# [PROBLEM TO WORK ON]
Go to the line holding "repository a3d12fa27ff62d9b" in the entries below and write out exactly every line down to and including the line holding "whose utilization was".

# [Stored data]
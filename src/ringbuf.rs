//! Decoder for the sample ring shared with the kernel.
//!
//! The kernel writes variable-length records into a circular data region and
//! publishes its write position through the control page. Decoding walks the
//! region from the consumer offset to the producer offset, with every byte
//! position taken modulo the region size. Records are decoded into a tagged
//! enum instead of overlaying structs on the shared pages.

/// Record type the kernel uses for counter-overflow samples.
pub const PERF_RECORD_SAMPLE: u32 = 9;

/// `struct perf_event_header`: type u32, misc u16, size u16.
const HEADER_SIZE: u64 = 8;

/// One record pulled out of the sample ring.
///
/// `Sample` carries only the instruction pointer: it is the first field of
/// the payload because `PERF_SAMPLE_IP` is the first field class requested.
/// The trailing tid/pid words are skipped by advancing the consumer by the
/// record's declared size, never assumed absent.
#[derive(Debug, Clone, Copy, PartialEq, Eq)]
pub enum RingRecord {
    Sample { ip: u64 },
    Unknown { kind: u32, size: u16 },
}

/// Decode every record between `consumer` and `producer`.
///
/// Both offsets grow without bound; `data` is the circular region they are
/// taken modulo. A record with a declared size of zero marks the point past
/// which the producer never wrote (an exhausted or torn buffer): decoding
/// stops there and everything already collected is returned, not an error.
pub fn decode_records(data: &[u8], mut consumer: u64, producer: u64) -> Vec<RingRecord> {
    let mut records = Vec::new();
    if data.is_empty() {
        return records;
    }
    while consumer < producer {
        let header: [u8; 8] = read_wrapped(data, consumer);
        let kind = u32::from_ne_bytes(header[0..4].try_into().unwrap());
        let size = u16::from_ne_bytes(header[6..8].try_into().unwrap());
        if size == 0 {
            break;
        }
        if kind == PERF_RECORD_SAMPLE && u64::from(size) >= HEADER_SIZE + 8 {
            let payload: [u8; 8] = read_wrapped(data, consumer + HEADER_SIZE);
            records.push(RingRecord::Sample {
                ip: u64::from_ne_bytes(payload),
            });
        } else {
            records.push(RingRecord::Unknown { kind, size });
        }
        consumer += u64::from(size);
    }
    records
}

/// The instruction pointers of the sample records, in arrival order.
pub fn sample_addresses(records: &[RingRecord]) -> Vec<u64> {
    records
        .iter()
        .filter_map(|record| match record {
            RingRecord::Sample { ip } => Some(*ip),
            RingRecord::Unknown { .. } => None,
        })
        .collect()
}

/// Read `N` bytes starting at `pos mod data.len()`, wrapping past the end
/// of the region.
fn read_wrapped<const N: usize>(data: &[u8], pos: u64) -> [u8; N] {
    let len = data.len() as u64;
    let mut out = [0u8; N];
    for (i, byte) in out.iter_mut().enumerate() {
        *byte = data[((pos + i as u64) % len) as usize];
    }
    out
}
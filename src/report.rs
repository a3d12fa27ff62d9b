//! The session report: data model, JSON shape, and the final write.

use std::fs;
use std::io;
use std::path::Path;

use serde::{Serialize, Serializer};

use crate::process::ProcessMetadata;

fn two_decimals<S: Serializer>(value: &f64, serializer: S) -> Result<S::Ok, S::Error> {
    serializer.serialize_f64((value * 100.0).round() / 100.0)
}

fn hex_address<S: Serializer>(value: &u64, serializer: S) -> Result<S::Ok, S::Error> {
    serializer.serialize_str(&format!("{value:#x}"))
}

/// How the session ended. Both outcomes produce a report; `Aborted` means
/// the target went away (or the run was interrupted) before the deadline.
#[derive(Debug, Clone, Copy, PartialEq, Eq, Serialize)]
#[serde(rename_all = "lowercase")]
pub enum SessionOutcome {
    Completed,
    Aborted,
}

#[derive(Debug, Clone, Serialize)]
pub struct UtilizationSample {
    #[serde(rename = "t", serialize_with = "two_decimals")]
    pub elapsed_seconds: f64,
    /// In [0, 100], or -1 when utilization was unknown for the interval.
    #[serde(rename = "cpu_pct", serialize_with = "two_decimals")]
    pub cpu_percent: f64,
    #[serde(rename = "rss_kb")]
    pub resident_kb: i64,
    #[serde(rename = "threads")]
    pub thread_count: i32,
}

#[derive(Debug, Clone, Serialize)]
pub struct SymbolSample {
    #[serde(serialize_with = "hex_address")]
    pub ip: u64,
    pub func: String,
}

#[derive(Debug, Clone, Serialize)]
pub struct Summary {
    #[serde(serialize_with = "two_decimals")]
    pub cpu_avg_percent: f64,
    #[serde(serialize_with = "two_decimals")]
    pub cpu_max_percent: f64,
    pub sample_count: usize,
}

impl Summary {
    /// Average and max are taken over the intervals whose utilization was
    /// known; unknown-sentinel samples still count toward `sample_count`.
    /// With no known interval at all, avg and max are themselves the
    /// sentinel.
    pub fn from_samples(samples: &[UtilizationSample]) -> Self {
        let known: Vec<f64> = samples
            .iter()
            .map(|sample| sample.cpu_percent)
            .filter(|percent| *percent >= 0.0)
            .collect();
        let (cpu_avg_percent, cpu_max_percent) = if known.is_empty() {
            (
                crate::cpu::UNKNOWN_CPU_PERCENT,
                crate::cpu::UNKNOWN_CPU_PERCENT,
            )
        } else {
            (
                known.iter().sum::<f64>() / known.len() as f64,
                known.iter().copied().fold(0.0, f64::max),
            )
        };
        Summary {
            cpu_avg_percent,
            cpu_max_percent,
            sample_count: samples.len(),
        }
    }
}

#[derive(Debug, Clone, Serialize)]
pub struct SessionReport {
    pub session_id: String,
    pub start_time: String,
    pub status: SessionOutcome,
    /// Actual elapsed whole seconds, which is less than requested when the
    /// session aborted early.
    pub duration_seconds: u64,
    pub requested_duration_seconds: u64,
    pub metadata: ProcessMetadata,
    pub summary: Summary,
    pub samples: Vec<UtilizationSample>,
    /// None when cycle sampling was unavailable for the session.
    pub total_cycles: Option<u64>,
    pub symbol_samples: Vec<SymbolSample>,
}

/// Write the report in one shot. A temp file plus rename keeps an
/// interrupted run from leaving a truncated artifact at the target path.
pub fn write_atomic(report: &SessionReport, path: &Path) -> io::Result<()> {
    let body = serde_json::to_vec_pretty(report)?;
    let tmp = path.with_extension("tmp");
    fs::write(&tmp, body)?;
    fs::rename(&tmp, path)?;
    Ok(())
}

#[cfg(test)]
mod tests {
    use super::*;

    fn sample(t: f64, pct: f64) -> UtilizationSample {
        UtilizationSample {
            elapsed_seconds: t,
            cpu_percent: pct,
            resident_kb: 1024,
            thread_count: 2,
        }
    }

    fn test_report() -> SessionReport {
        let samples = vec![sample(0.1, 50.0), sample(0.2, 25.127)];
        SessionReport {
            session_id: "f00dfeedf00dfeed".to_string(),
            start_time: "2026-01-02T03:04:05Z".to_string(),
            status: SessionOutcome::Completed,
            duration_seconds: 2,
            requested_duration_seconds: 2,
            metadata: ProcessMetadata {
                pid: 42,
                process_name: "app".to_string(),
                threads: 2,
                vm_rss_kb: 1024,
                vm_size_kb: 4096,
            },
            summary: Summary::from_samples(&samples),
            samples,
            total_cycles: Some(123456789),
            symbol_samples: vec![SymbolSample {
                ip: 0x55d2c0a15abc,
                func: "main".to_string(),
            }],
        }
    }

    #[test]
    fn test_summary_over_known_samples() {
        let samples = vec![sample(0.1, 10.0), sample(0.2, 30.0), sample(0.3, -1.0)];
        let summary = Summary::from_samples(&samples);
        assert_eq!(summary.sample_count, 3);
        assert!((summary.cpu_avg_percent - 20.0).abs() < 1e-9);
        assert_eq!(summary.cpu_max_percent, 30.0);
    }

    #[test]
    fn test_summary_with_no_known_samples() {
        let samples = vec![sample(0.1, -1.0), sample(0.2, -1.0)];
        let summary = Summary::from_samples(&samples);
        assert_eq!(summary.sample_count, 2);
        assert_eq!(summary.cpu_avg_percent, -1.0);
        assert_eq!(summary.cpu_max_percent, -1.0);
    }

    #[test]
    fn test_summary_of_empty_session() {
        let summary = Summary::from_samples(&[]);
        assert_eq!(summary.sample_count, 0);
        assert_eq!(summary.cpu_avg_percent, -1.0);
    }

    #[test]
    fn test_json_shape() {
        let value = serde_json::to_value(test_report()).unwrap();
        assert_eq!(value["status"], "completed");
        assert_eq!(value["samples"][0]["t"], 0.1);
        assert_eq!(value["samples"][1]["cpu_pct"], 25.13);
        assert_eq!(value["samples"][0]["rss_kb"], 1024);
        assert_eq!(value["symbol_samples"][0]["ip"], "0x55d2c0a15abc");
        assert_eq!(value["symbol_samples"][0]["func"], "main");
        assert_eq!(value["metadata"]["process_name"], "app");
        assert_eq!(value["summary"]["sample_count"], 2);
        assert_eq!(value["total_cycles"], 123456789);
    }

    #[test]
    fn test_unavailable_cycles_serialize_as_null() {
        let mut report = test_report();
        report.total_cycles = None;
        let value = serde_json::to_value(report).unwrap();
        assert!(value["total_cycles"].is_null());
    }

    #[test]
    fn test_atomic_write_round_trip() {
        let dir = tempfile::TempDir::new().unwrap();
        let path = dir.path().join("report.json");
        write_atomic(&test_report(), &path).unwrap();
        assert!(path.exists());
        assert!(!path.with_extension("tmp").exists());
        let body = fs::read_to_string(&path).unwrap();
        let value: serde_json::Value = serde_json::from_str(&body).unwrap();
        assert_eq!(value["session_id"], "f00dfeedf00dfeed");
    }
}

# [RESULT]
repository a3d12fa27ff62d9b
//! The session report: data model, JSON shape, and the final write.

use std::fs;
use std::io;
use std::path::Path;

use serde::{Serialize, Serializer};

use crate::process::ProcessMetadata;

fn two_decimals<S: Serializer>(value: &f64, serializer: S) -> Result<S::Ok, S::Error> {
    serializer.serialize_f64((value * 100.0).round() / 100.0)
}

fn hex_address<S: Serializer>(value: &u64, serializer: S) -> Result<S::Ok, S::Error> {
    serializer.serialize_str(&format!("{value:#x}"))
}

/// How the session ended. Both outcomes produce a report; `Aborted` means
/// the target went away (or the run was interrupted) before the deadline.
#[derive(Debug, Clone, Copy, PartialEq, Eq, Serialize)]
#[serde(rename_all = "lowercase")]
pub enum SessionOutcome {
    Completed,
    Aborted,
}

#[derive(Debug, Clone, Serialize)]
pub struct UtilizationSample {
    #[serde(rename = "t", serialize_with = "two_decimals")]
    pub elapsed_seconds: f64,
    /// In [0, 100], or -1 when utilization was unknown for the interval.
    #[serde(rename = "cpu_pct", serialize_with = "two_decimals")]
    pub cpu_percent: f64,
    #[serde(rename = "rss_kb")]
    pub resident_kb: i64,
    #[serde(rename = "threads")]
    pub thread_count: i32,
}

#[derive(Debug, Clone, Serialize)]
pub struct SymbolSample {
    #[serde(serialize_with = "hex_address")]
    pub ip: u64,
    pub func: String,
}

#[derive(Debug, Clone, Serialize)]
pub struct Summary {
    #[serde(serialize_with = "two_decimals")]
    pub cpu_avg_percent: f64,
    #[serde(serialize_with = "two_decimals")]
    pub cpu_max_percent: f64,
    pub sample_count: usize,
}

impl Summary {
    /// Average and max are taken over the intervals whose utilization was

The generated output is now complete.